How to get around Santa Barbara: from the waterfront to wine country

How to get around Santa Barbara: from the waterfront to wine country

Make the most of the dedicated bike paths and explore Santa Barbara on two wheels © Jordan Siemens / Getty Images

With wine country, a bustling urban epicenter and beachside scenery for days, your method(s) for getting around Santa Barbara should very much match the vibe of your itinerary. In The American Riviera, getting around town and its often mountain-clad outskirts can be as fun as the destination itself.

The options here span the quintessentially Californian option of a bike (and e-bikes, too), an intricate bus system, a major train line and, yes, you’ll need a trusted shuttle after hitting all those wineries. Beyond the car, here are the transportation options to help you weave your way through Santa Barbara. 

How to get around Santa Barbara: from the waterfront to wine country

 State Street in downtown Santa Barbara is pedestrian friendly and full of activities © Mitch Diamond / Getty Images

Stroll State Street, the Funk Zone (and, well, everywhere)

With pleasant year-round temps and a breathtaking view at every turn – seaside cliff, architectural masterpiece, towering mountain, you name it – this is a town to explore on foot. State Street and the waterside paths along Shoreline Drive and Cabrillo Boulevard are beaming with pedestrian friendliness and accessible options.

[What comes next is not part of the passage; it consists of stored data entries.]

use clap::Subcommand;
use goalhabit_core::screen::{LoginScreen, ProfileScreen, RegisterScreen, Route, SplashScreen};

use super::{finish, print_json, repositories, CliResult};

#[derive(Subcommand)]
pub enum AuthAction {
    /// Create an account and log in
    Register {
        #[arg(long)]
        email: String,
        #[arg(long)]
        password: String,
        /// Display name shown to friends
        #[arg(long)]
        name: String,
    },
    /// Log in and store the session token
    Login {
        #[arg(long)]
        email: String,
        #[arg(long)]
        password: String,
    },
    /// Forget the session token
    Logout,
    /// Check whether the stored session is still valid
    Status,
}

pub async fn run(action: AuthAction, json: bool) -> CliResult {
    let repos = repositories()?;

    match action {
        AuthAction::Register {
            email,
            password,
            name,
        } => {
            let mut screen = RegisterScreen::new(repos.auth);
            let ok = screen.submit(&email, &password, &name).await;
            finish(ok, &screen.state)?;
            println!("Registered as {}", email.trim());
        }
        AuthAction::Login { email, password } => {
            let mut screen = LoginScreen::new(repos.auth);
            let ok = screen.submit(&email, &password).await;
            finish(ok, &screen.state)?;
            println!("Logged in as {}", email.trim());
        }
        AuthAction::Logout => {
            let mut screen = ProfileScreen::new(repos.profile, repos.auth);
            let ok = screen.logout().await;
            finish(ok, &screen.state)?;
        }
        AuthAction::Status => {
            let route = SplashScreen::new(repos.auth).route().await;
            let authorized = route == Route::Home;
            if json {
                print_json(&serde_json::json!({ "authorized": authorized }))?;
            } else if authorized {
                println!("Logged in");
            } else {
                println!("Not logged in");
            }
        }
    }
    Ok(())
}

In order to make State Street a better place to stroll during the pandemic, a ten-block pedestrian walkway between Sola and Gutierrez Streets took form. For now, the colorful hodgepodge of outdoor dining areas and walking areas isn’t going anywhere, but keep an eye on local political headlines for any changes.

If you’re just getting acclimated to the city, Free Walking Tour Santa Barbara offers a 90-minute Funk Zone tour and a two-hour waterfront experience. Though it’s totally free as the name suggests, tips are very much appreciated. In 2022, the company will launch an Old Town tour focused on the 400 to 600 blocks of State Street and the Brinkerhoff Victorian District.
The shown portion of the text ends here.